Cording types and sizes

We need to start our conversation with the type and size of cord you will cover with fabric. The cord inside piping is referred to as filler cord, welting, twist cord, or simply piping cord. (We’ll be referring to it as cording for our purposes because it’s fast to type; just don’t confuse that with the many decorative cords available.)

There is a wide array of cording made specifically for the purpose of creating custom piping. This type of cording is sold both in packages and by the yard. Depending on its size, the “by the yard” variety may be on a small reel or in a box. If you’re having trouble locating the options, check the home décor section. Below is a picture from one of our local fabric stores to give you an idea of what this area might look like.

You can find cording that is 100% cotton, cotton covered polyester, 100% polyester, or even paper, plastic or foam (more of an upholstery grade item). It’s pretty simple to decide which type to use. The key is to decide how stiff or strong you need the piping to be when finished. In certain projects, like garments, you want the piping to be soft in order to go smoothly around the shape of the body and be comfortable for the wearer. Piping around a pillow requires more body. In upholstery, durability is key, so you’ll go with the strongest options. There is even such a thing as double cording (again, mostly used in upholstery).

NOTE: Some cording is pre-washed, but shrinkage can still be an issue. Check the label and make a note of the washing instructions – especially if the piping will end up as part of an item that will be regularly laundered.

Once you’ve determined the type of cording, it’s time to consider size. Get ready to remember how to simplify fractions; cording comes in a range of sizes that can make your head hurt! You’ll see common sizes, such as ⅜” and 1″, but don’t be surprised to also see sizes like 3/16″ and 16/32″. After you “simplify” – those are basically ¼” and ½”. When you’re working with a pattern, it will provide the exact size (and sometimes type) of cording required. If you don’t want to bother with figuring out the size, carry a little pocket tape measurer to determine the general size. Even though it is often referred to as “width,” you actually want to measure the circumference of the cord (as shown in the photo below) to use our formulas.

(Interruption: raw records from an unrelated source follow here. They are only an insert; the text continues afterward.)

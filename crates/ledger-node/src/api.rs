use std::sync::Arc;

use axum::{
    extract::State,
    http::StatusCode,
    response::{IntoResponse, Response},
    routing::{get, post},
    Json, Router,
};
use ledger_core::{Block, ChainSnapshot, Ledger, LedgerError, PeerClient, Reconciler};
use serde::{Deserialize, Serialize};
use thiserror::Error;
use tower_http::trace::TraceLayer;
use tracing::{info, warn};

use crate::constants::CHAIN_PATH;

#[derive(Clone)]
pub struct AppState {
    pub ledger: Arc<Ledger>,
    pub reconciler: Arc<Reconciler<Arc<dyn PeerClient>>>,
}

impl AppState {
    pub fn new(ledger: Ledger, reconciler: Reconciler<Arc<dyn PeerClient>>) -> Self {
        Self {
            ledger: Arc::new(ledger),
            reconciler: Arc::new(reconciler),
        }
    }
}

#[derive(Debug, Error)]
pub enum ApiError {
    #[error("{0}")]
    BadRequest(String),

    #[error(transparent)]
    Ledger(#[from] LedgerError),

    #[error("mining task failed: {0}")]
    Join(#[from] tokio::task::JoinError),
}

impl IntoResponse for ApiError {
    fn into_response(self) -> Response {
        let status = match self {
            ApiError::BadRequest(_) => StatusCode::BAD_REQUEST,
            ApiError::Ledger(_) | ApiError::Join(_) => StatusCode::INTERNAL_SERVER_ERROR,
        };
        (status, Json(serde_json::json!({ "error": self.to_string() }))).into_response()
    }
}

#[derive(Serialize)]
struct Health {
    status: &'static str,
}

#[derive(Serialize)]
struct Mined {
    message: &'static str,
    #[serde(flatten)]
    block: Block,
}

#[derive(Serialize)]
struct Validity {
    valid: bool,
    message: &'static str,
}

#[derive(Deserialize)]
struct TxIn {
    sender: Option<String>,
    #[serde(alias = "reciever")]
    receiver: Option<String>,
    amount: Option<f64>,
}

#[derive(Serialize)]
struct TxAccepted {
    message: String,
    index: u64,
}

#[derive(Deserialize)]
struct ConnectIn {
    nodes: Option<Vec<String>>,
}

#[derive(Serialize)]
struct Connected {
    message: &'static str,
    total_nodes: Vec<String>,
    rejected: Vec<String>,
}

#[derive(Serialize)]
struct Reconciled {
    message: &'static str,
    replaced: bool,
    chain: Vec<Block>,
}

pub fn router(state: AppState) -> Router {
    Router::new()
        .route("/health", get(|| async { Json(Health { status: "ok" }) }))
        .route("/mine_block", get(mine_block))
        .route(CHAIN_PATH, get(get_chain))
        .route("/is_valid", get(is_valid))
        .route("/add_transaction", post(add_transaction))
        .route("/connect_node", post(connect_node))
        .route("/replace_chain", get(replace_chain))
        .layer(TraceLayer::new_for_http())
        .with_state(state)
}

async fn mine_block(State(state): State<AppState>) -> Result<Json<Mined>, ApiError> {
    let ledger = Arc::clone(&state.ledger);
    let block = tokio::task::spawn_blocking(move || ledger.mine()).await??;
    Ok(Json(Mined {
        message: "New block has been mined.",
        block,
    }))
}

async fn get_chain(State(state): State<AppState>) -> Json<ChainSnapshot> {
    Json(ChainSnapshot::new(state.ledger.chain()))
}

async fn is_valid(State(state): State<AppState>) -> Json<Validity> {
    let valid = state.ledger.is_chain_valid();
    let message = if valid {
        "Blockchain is valid."
    } else {
        "Blockchain is invalid."
    };
    Json(Validity { valid, message })
}

async fn add_transaction(
    State(state): State<AppState>,
    Json(tx): Json<TxIn>,
) -> Result<(StatusCode, Json<TxAccepted>), ApiError> {
    let (Some(sender), Some(receiver), Some(amount)) = (tx.sender, tx.receiver, tx.amount) else {
        return Err(ApiError::BadRequest(
            "Some transaction elements missing.".into(),
        ));
    };
    let index = state.ledger.add_transaction(sender, receiver, amount);
    Ok((
        StatusCode::CREATED,
        Json(TxAccepted {
            message: format!("This transaction will be added to block {index}."),
            index,
        }),
    ))
}

async fn connect_node(
    State(state): State<AppState>,
    Json(body): Json<ConnectIn>,
) -> Result<(StatusCode, Json<Connected>), ApiError> {
    let nodes = body
        .nodes
        .ok_or_else(|| ApiError::BadRequest("No node.".into()))?;
    let mut rejected = Vec::new();
    for node in nodes {
        if let Err(err) = state.ledger.add_peer(&node) {
            warn!(%node, error = %err, "ignoring peer address");
            rejected.push(node);
        }
    }
    Ok((
        StatusCode::CREATED,
        Json(Connected {
            message: "All nodes are connected.",
            total_nodes: state.ledger.peers(),
            rejected,
        }),
    ))
}

async fn replace_chain(State(state): State<AppState>) -> Json<Reconciled> {
    let replaced = state.reconciler.reconcile(&*state.ledger).await;
    info!(replaced, length = state.ledger.len(), "reconciliation finished");
    let message = if replaced {
        "Chain has been replaced by the longest one."
    } else {
        "Chain is already the longest one."
    };
    Json(Reconciled {
        message,
        replaced,
        chain: state.ledger.chain(),
    })
}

This may seem like a lot of upfront work, but type and size of cording is a very important aspect of making piping. You need the appropriate piping for your project. For example, you wouldn’t use jumbo piping on the bottom of a little girl’s heirloom dress. And, tiny piping isn’t likely to fly on that outdoor seat cushion.

Fabric Selection

Because making and attaching your own piping is a 100% custom finish, the fabric you use is 100% your decision. Most of the time, you’ll select from a similar fabric type, if not the exact fabric, you’re using for the project being piped. But not always; as evidenced by our Romantic Retreat Toss Pillows listed above, which use velvet for the piping on pillows made of standard cotton. Piping can also be a good way to use up leftover fabrics from other projects.

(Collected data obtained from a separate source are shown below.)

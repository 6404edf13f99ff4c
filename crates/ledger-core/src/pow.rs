use tracing::debug;

use crate::{
    constants::POW_TARGET_DIFFICULTY,
    error::{LedgerError, Result},
    hash::sha256_hex,
};

/// Decides whether a puzzle digest is good enough.
pub trait DifficultyPolicy: Send + Sync {
    fn accepts(&self, digest_hex: &str) -> bool;
}

/// Requires the hex digest to start with `zeros` `'0'` characters.
#[derive(Clone, Copy, Debug, PartialEq, Eq)]
pub struct HexPrefix {
    zeros: usize,
}

impl HexPrefix {
    pub fn new(zeros: usize) -> Self {
        Self { zeros }
    }

    pub fn zeros(&self) -> usize {
        self.zeros
    }
}

impl Default for HexPrefix {
    fn default() -> Self {
        Self::new(POW_TARGET_DIFFICULTY)
    }
}

impl DifficultyPolicy for HexPrefix {
    fn accepts(&self, digest_hex: &str) -> bool {
        digest_hex.len() >= self.zeros && digest_hex.bytes().take(self.zeros).all(|b| b == b'0')
    }
}

/// The digest the puzzle is judged on: SHA-256 of the decimal `proof² - previous²`.
/// Squares of any `u64` fit in a `u128`, so the difference is taken by magnitude and sign.
pub fn puzzle_digest(previous_proof: u64, proof: u64) -> String {
    let current = u128::from(proof) * u128::from(proof);
    let previous = u128::from(previous_proof) * u128::from(previous_proof);
    let delta = if current >= previous {
        (current - previous).to_string()
    } else {
        format!("-{}", previous - current)
    };
    sha256_hex(delta.as_bytes())
}

#[derive(Clone, Debug)]
pub struct ProofOfWork<P = HexPrefix> {
    policy: P,
    max_attempts: u64,
}

impl Default for ProofOfWork<HexPrefix> {
    fn default() -> Self {
        Self::new(HexPrefix::default())
    }
}

impl<P: DifficultyPolicy> ProofOfWork<P> {
    pub fn new(policy: P) -> Self {
        Self {
            policy,
            max_attempts: u64::MAX,
        }
    }

    /// Caps the number of candidates `solve` will try.
    pub fn with_max_attempts(mut self, max_attempts: u64) -> Self {
        self.max_attempts = max_attempts;
        self
    }

    pub fn policy(&self) -> &P {
        &self.policy
    }

    /// Smallest proof >= 1 satisfying the policy against `previous_proof`.
    /// Sequential and deterministic for a given input.
    pub fn solve(&self, previous_proof: u64) -> Result<u64> {
        let mut attempts = 0u64;
        let mut proof = 1u64;
        while attempts < self.max_attempts {
            attempts += 1;
            if self.verify(previous_proof, proof) {
                debug!(previous_proof, proof, attempts, "proof-of-work solved");
                return Ok(proof);
            }
            proof = match proof.checked_add(1) {
                Some(next) => next,
                None => break,
            };
        }
        Err(LedgerError::SearchExhausted(attempts))
    }

    pub fn verify(&self, previous_proof: u64, proof: u64) -> bool {
        self.policy.accepts(&puzzle_digest(previous_proof, proof))
    }
}
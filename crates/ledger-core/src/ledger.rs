use parking_lot::RwLock;
use tracing::{debug, info};

use crate::{
    block::{Block, Transaction},
    constants::MINER_REWARD_AMOUNT,
    error::Result,
    hash::hash_block,
    peers::PeerSet,
    pow::{DifficultyPolicy, HexPrefix, ProofOfWork},
    validate::{validate_chain, ValidatedChain},
};

/// Transaction appended to every block this node mines.
#[derive(Clone, Debug, PartialEq)]
pub struct MinerReward {
    pub node_id: String,
    pub receiver: String,
    pub amount: f64,
}

impl MinerReward {
    pub fn new(node_id: impl Into<String>, receiver: impl Into<String>) -> Self {
        Self {
            node_id: node_id.into(),
            receiver: receiver.into(),
            amount: MINER_REWARD_AMOUNT,
        }
    }

    fn transaction(&self) -> Transaction {
        Transaction::new(self.node_id.clone(), self.receiver.clone(), self.amount)
    }
}

#[derive(Debug)]
struct ChainState {
    chain: Vec<Block>,
    pending: Vec<Transaction>,
}

impl ChainState {
    fn tip(&self) -> &Block {
        self.chain
            .last()
            .expect("chain always holds at least the genesis block")
    }

    fn append(&mut self, proof: u64, previous_hash: String) -> Block {
        let index = self.chain.len() as u64 + 1;
        let transactions = std::mem::take(&mut self.pending);
        let block = Block::new(index, proof, previous_hash, transactions);
        self.chain.push(block.clone());
        block
    }
}

/// The chain, the pending-transaction buffer and the peer set of one node.
///
/// Chain and buffer share a single writer lock. Proof-of-work runs outside it, so
/// submissions are not blocked for the length of a search.
#[derive(Debug)]
pub struct Ledger<P = HexPrefix> {
    state: RwLock<ChainState>,
    peers: RwLock<PeerSet>,
    pow: ProofOfWork<P>,
    reward: Option<MinerReward>,
}

impl Default for Ledger<HexPrefix> {
    fn default() -> Self {
        Self::new(ProofOfWork::default())
    }
}

impl<P: DifficultyPolicy> Ledger<P> {
    /// A ledger holding only the genesis block.
    pub fn new(pow: ProofOfWork<P>) -> Self {
        Self {
            state: RwLock::new(ChainState {
                chain: vec![Block::genesis()],
                pending: Vec::new(),
            }),
            peers: RwLock::new(PeerSet::new()),
            pow,
            reward: None,
        }
    }

    pub fn with_peers(mut self, peers: PeerSet) -> Self {
        self.peers = RwLock::new(peers);
        self
    }

    pub fn with_reward(mut self, reward: MinerReward) -> Self {
        self.reward = Some(reward);
        self
    }

    pub fn pow(&self) -> &ProofOfWork<P> {
        &self.pow
    }

    /// Appends a block built from the whole pending buffer, which is left empty.
    pub fn create_block(&self, proof: u64, previous_hash: String) -> Block {
        self.state.write().append(proof, previous_hash)
    }

    pub fn previous_block(&self) -> Block {
        self.state.read().tip().clone()
    }

    /// Queues a transaction and returns the index of the block expected to carry it.
    pub fn add_transaction(
        &self,
        sender: impl Into<String>,
        receiver: impl Into<String>,
        amount: f64,
    ) -> u64 {
        let mut state = self.state.write();
        state.pending.push(Transaction::new(sender, receiver, amount));
        state.tip().index + 1
    }

    /// Registers a peer by its `host[:port]`. Returns `false` if it was already known.
    pub fn add_peer(&self, address: &str) -> Result<bool> {
        let added = self.peers.write().insert(address)?;
        if added {
            info!(%address, "peer registered");
        }
        Ok(added)
    }

    /// Solves the puzzle against the current tip and commits the resulting block.
    ///
    /// If the tip moves while searching, the search starts over on the new tip.
    /// On error nothing has been committed.
    pub fn mine(&self) -> Result<Block> {
        loop {
            let previous = self.previous_block();
            let proof = self.pow.solve(previous.proof)?;
            let previous_hash = hash_block(&previous)?;

            let mut state = self.state.write();
            if state.tip() != &previous {
                debug!(stale_index = previous.index, "tip moved during search, retrying");
                continue;
            }
            if let Some(reward) = &self.reward {
                state.pending.push(reward.transaction());
            }
            let block = state.append(proof, previous_hash);
            info!(
                index = block.index,
                proof = block.proof,
                txs = block.transactions.len(),
                "mined block"
            );
            return Ok(block);
        }
    }

    /// Swaps in `candidate` if it is still strictly longer than the local chain.
    pub fn replace_chain(&self, candidate: ValidatedChain) -> bool {
        let mut state = self.state.write();
        let local = state.chain.len();
        if candidate.len() <= local {
            debug!(local, candidate = candidate.len(), "candidate no longer longer");
            return false;
        }
        state.chain = candidate.into_inner();
        info!(from = local, to = state.chain.len(), "chain replaced");
        true
    }

    pub fn is_chain_valid(&self) -> bool {
        validate_chain(&self.state.read().chain, &self.pow).is_ok()
    }

    pub fn chain(&self) -> Vec<Block> {
        self.state.read().chain.clone()
    }

    pub fn len(&self) -> usize {
        self.state.read().chain.len()
    }

    /// Always `false`: the genesis block is never removed.
    pub fn is_empty(&self) -> bool {
        false
    }

    pub fn pending_transactions(&self) -> Vec<Transaction> {
        self.state.read().pending.clone()
    }

    pub fn peers(&self) -> Vec<String> {
        self.peers.read().iter().cloned().collect()
    }
}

The most important part to the fabric portion of custom piping is how you cut it. Regardless of the shape of your sewn project, the first choice is always to cut the fabric on the bias (that means on an angle, usually 45°). This angled cut allows the fabric to stretch, making the fabric covering as pliable as the cording inside it. Now, this is not to say you can’t ever use straight grain fabric strips. In fact, we have a number projects here on S4H where we’ve done just that. If your project is all straight edges, and you are trying to be conservative in the use of your fabric, you can get away with using straight strips. It also helps if you have some piping practice under your belt. But, if you can afford to use more fabric and always cut on the bias, you will get a consistently smoother finish.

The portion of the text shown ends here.